** Input records follows **
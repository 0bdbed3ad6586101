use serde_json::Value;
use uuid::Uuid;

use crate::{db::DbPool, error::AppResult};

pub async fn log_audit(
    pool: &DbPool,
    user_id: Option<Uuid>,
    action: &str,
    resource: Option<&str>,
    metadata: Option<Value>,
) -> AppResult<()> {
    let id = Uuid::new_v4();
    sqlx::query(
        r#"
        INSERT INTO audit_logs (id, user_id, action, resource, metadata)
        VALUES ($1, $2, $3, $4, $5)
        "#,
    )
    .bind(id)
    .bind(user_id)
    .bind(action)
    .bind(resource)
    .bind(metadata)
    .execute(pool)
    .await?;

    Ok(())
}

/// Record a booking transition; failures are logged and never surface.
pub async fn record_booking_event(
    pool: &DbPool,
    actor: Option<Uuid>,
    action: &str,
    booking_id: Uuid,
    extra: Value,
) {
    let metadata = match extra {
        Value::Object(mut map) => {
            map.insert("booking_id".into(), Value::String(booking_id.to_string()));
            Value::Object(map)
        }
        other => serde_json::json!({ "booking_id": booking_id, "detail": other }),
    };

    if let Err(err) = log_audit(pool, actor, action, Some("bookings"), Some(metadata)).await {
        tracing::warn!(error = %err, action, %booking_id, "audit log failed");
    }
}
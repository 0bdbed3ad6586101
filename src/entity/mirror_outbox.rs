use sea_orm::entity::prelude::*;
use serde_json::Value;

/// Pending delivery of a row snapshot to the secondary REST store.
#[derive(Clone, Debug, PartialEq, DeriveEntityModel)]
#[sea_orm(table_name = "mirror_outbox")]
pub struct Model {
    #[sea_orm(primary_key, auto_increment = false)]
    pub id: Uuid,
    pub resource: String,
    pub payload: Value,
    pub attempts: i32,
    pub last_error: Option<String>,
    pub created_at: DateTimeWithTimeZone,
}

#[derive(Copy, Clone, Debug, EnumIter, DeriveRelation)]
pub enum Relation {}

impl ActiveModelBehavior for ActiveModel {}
** End of Input records **
** Input records follows **
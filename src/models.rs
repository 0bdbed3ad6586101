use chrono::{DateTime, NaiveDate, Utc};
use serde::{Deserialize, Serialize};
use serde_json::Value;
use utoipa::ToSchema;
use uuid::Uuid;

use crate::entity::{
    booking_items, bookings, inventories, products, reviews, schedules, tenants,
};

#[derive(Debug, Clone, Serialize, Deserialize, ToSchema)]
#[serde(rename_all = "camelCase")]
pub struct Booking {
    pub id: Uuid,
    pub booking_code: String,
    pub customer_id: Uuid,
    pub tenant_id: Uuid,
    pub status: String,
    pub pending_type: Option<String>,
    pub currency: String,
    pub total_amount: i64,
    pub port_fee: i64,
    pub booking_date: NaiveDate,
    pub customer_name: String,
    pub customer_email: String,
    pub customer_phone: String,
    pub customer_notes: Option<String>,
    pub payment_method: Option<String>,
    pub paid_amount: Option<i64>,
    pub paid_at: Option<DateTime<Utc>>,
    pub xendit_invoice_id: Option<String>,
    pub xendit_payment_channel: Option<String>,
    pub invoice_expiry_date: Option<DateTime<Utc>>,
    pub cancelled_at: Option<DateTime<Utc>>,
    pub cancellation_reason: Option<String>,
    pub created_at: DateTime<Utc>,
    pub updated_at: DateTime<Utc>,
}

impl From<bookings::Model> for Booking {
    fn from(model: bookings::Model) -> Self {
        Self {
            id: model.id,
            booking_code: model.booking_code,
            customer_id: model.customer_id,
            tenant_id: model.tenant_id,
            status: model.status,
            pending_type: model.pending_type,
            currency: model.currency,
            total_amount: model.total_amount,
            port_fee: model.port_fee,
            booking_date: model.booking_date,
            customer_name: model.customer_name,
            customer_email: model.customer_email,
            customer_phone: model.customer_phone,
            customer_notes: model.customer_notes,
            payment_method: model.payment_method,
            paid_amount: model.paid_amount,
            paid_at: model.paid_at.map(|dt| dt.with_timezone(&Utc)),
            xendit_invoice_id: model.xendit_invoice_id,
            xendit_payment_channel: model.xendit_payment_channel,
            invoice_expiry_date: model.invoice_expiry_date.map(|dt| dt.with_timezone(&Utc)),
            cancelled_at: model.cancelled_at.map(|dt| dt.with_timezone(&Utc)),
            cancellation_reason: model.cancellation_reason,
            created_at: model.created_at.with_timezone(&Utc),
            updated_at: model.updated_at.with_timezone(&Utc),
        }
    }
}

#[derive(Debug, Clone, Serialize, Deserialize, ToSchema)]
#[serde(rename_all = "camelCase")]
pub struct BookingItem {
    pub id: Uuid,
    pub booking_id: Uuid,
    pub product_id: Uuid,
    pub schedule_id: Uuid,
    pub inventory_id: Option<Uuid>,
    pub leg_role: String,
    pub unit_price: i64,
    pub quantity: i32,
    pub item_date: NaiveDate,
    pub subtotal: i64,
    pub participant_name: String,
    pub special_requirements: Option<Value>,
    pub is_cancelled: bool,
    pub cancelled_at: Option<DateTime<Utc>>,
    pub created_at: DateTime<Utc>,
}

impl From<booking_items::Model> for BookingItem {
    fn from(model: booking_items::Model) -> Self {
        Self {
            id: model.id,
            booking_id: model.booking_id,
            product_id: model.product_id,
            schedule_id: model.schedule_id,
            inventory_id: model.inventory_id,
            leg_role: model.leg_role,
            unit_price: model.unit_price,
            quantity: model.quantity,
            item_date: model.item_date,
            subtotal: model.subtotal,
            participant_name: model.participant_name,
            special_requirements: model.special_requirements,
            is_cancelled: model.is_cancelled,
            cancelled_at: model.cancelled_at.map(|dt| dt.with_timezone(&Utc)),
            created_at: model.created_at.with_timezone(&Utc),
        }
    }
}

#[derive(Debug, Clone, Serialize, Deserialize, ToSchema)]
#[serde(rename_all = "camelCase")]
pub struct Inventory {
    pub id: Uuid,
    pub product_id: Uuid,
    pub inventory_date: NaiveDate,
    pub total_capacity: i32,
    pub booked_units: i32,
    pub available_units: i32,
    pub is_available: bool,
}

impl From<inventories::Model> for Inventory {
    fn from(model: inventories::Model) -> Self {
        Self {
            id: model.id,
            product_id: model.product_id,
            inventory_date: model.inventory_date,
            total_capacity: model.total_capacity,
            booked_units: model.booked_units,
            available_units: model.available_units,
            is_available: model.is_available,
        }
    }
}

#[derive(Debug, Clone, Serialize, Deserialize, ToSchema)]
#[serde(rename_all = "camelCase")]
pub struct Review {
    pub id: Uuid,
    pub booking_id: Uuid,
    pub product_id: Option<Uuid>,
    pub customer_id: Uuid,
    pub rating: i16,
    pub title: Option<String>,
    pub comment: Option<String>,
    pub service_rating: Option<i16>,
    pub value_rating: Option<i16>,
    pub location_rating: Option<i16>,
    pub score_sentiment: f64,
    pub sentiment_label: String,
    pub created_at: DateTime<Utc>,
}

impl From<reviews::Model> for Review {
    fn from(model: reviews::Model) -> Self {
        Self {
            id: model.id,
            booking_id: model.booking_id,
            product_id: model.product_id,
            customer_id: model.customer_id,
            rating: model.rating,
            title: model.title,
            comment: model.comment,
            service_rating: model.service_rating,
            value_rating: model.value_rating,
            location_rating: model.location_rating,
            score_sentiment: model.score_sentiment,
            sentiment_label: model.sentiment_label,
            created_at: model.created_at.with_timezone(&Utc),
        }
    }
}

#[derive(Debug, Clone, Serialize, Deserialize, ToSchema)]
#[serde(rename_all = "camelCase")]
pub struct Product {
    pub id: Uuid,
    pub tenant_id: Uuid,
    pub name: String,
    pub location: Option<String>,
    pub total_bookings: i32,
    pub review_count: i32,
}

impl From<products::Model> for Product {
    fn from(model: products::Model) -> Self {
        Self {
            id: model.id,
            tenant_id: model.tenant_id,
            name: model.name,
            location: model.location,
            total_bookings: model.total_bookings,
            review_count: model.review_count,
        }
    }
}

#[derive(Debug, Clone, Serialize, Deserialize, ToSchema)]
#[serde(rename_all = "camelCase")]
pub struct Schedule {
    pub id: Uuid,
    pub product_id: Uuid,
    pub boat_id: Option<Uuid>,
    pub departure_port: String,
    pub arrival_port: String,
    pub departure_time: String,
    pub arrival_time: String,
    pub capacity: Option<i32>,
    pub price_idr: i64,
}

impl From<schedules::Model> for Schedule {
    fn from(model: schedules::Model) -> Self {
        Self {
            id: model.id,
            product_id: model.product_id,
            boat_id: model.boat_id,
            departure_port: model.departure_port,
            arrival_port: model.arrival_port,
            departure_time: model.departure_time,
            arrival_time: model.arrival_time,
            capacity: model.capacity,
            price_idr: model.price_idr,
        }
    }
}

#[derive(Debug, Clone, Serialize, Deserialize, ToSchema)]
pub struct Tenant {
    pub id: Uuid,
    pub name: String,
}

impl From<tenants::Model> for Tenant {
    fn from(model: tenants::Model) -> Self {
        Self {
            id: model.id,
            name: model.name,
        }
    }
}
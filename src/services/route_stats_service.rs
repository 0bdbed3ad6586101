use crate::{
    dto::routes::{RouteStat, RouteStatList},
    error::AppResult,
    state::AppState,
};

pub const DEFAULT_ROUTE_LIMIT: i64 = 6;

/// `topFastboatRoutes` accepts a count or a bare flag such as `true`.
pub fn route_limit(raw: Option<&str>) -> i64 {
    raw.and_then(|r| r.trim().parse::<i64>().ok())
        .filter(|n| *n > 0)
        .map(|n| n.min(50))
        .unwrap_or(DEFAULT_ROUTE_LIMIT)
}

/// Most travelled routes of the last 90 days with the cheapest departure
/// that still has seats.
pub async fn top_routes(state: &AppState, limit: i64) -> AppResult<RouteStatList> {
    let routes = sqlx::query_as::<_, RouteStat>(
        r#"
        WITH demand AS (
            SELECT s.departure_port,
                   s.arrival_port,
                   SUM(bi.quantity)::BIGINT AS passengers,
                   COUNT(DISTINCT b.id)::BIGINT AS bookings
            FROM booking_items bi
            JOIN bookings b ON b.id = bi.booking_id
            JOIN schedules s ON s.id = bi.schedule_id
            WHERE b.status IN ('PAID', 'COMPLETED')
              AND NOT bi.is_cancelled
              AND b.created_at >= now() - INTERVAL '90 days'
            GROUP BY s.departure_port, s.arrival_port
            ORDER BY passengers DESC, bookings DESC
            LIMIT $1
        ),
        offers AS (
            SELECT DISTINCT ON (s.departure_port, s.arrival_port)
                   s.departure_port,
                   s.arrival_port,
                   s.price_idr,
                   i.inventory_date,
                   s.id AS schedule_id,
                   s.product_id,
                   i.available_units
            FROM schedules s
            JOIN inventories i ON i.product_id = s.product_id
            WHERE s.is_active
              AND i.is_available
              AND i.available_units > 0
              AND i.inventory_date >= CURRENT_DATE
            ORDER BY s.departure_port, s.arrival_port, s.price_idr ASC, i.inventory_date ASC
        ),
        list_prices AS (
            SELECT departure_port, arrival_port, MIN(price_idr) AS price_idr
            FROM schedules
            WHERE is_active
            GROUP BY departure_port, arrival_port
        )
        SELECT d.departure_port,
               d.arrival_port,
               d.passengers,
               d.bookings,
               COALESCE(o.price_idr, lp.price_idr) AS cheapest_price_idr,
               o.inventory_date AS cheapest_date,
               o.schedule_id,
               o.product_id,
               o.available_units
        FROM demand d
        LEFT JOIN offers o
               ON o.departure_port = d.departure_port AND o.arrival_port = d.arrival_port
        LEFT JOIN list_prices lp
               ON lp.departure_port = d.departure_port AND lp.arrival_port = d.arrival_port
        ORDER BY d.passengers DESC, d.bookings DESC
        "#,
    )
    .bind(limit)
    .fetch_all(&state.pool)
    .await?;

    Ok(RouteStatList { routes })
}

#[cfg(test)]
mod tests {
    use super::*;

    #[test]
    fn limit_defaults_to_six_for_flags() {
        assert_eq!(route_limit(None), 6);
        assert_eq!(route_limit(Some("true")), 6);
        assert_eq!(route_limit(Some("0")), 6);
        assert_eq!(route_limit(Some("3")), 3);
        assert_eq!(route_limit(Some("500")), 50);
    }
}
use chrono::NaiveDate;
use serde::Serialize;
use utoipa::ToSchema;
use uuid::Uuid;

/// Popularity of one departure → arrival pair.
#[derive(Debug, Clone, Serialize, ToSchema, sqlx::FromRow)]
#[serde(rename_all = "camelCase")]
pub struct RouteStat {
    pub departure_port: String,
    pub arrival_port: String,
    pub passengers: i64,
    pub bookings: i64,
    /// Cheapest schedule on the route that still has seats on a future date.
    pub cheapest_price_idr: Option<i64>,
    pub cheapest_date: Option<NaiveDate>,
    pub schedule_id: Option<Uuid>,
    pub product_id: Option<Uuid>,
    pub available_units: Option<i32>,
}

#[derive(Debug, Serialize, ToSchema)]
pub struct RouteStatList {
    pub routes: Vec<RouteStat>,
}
** End of Input records **
** Input records follows **
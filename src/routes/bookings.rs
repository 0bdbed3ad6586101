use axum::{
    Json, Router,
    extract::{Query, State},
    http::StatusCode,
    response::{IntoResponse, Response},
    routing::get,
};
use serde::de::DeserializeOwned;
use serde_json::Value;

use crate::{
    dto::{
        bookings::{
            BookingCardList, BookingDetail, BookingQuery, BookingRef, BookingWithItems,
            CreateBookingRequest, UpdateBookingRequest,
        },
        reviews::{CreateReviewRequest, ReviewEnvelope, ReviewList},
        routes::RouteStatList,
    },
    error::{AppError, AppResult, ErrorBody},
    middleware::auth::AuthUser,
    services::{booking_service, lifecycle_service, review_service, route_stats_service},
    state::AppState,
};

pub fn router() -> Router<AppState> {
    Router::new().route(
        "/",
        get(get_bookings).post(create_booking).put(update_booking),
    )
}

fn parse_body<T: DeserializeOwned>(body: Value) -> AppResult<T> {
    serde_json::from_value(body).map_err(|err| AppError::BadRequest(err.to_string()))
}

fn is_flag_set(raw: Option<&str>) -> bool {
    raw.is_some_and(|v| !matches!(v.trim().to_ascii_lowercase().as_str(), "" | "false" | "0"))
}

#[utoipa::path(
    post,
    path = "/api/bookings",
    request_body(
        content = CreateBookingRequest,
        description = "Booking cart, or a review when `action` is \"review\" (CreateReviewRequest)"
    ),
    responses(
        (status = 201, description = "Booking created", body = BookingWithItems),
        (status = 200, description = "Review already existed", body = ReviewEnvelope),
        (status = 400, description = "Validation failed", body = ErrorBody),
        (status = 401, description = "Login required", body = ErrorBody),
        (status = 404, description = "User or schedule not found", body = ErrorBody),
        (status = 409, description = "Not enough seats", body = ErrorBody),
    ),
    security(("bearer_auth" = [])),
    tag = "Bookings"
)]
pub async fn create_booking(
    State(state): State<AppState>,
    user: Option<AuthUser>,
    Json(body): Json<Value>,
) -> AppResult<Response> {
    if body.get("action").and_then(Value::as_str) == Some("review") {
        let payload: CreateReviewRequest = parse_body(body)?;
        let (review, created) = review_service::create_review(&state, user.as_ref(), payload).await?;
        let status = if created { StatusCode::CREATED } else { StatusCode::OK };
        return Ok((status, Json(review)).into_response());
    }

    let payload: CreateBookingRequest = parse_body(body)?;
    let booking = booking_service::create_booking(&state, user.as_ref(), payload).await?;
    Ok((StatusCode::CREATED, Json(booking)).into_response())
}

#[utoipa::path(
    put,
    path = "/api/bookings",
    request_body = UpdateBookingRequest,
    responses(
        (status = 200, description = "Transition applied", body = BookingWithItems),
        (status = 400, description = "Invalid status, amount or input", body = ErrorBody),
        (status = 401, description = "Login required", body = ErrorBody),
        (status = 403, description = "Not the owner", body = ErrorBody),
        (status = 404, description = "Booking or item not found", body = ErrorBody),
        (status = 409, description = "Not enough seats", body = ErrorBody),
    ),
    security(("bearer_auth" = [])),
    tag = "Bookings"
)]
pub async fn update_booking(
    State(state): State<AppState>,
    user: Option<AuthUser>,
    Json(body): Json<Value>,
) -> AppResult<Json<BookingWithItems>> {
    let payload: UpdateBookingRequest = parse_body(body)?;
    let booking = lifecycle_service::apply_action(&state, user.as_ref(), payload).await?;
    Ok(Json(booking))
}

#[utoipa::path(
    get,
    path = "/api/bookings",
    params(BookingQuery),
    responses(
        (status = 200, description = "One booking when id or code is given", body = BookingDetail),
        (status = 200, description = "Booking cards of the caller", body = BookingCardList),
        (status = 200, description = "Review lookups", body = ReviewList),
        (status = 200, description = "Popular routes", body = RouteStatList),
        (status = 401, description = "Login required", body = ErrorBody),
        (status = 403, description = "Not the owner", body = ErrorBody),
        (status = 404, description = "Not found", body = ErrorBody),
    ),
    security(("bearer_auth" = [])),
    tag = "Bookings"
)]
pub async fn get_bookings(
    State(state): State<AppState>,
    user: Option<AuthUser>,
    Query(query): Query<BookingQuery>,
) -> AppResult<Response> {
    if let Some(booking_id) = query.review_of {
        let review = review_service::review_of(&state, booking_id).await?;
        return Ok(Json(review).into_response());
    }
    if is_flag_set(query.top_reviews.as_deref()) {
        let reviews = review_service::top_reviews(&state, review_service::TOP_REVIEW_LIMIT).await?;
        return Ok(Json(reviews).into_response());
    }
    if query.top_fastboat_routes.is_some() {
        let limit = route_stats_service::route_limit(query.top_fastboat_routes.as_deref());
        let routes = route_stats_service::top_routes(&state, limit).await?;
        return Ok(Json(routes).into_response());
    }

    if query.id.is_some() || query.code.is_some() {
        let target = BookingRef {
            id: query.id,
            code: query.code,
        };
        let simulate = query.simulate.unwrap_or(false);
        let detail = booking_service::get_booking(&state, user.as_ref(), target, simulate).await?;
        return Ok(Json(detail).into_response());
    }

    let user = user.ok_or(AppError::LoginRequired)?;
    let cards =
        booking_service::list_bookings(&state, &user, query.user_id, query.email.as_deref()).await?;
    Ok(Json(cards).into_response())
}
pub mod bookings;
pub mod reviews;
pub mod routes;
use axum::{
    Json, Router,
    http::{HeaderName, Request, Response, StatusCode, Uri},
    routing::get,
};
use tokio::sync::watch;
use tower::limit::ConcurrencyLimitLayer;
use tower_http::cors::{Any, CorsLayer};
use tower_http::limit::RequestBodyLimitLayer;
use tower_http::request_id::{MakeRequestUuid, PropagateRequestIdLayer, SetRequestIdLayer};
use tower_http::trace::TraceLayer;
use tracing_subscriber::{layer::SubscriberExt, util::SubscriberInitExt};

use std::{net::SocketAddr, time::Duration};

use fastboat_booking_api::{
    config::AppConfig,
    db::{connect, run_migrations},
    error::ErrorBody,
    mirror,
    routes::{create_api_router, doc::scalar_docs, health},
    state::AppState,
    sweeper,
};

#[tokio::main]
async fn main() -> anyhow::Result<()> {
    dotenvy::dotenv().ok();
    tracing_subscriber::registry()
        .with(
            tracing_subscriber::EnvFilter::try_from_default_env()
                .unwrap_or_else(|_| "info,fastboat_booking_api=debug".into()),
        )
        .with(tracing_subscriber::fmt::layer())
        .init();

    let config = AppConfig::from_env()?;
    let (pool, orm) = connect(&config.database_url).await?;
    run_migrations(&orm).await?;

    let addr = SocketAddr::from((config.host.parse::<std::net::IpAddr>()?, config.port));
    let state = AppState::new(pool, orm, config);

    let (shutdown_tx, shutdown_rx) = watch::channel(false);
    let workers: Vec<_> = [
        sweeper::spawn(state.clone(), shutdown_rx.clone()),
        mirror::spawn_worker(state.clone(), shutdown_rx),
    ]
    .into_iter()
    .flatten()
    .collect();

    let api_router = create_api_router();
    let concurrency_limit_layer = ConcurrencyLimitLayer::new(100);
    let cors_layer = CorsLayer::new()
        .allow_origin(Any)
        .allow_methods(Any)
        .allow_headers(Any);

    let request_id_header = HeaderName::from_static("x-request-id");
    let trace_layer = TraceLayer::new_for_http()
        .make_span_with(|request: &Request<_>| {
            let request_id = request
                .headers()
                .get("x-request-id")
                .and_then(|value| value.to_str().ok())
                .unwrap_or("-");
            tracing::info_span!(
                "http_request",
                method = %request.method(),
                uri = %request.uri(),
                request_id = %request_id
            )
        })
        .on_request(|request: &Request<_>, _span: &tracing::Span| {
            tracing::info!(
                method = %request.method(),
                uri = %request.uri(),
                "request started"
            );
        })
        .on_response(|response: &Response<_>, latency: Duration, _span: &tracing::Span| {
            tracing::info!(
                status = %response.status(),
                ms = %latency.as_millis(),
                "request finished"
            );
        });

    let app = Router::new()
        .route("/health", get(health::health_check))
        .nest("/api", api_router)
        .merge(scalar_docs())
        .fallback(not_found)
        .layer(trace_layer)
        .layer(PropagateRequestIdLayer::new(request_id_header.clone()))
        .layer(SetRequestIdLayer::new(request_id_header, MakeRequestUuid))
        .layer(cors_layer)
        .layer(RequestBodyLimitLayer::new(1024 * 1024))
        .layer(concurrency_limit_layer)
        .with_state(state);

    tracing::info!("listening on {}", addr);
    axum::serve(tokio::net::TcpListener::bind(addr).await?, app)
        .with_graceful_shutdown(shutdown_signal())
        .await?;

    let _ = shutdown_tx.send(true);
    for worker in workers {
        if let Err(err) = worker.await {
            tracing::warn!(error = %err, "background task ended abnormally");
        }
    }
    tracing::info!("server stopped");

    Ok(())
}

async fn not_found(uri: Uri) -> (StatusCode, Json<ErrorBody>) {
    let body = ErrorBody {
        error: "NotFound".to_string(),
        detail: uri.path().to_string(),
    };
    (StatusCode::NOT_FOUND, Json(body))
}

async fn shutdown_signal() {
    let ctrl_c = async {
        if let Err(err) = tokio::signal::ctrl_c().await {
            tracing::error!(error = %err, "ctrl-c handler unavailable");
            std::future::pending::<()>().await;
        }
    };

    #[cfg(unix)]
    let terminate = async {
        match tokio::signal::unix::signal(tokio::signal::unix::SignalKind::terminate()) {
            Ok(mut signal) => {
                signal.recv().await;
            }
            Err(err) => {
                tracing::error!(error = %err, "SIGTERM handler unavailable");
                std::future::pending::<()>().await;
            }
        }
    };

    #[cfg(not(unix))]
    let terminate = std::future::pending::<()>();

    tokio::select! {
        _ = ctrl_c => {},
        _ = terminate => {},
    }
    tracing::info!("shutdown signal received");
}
** End of Input records **
What this task involves: Proceeding from the line containing "the cheapest departure" through the line containing "FROM booking_items bi", transcribe the lines above exactly, both end lines included.

Expected output:
/// Most travelled routes of the last 90 days with the cheapest departure
/// that still has seats.
pub async fn top_routes(state: &AppState, limit: i64) -> AppResult<RouteStatList> {
    let routes = sqlx::query_as::<_, RouteStat>(
        r#"
        WITH demand AS (
            SELECT s.departure_port,
                   s.arrival_port,
                   SUM(bi.quantity)::BIGINT AS passengers,
                   COUNT(DISTINCT b.id)::BIGINT AS bookings
            FROM booking_items bi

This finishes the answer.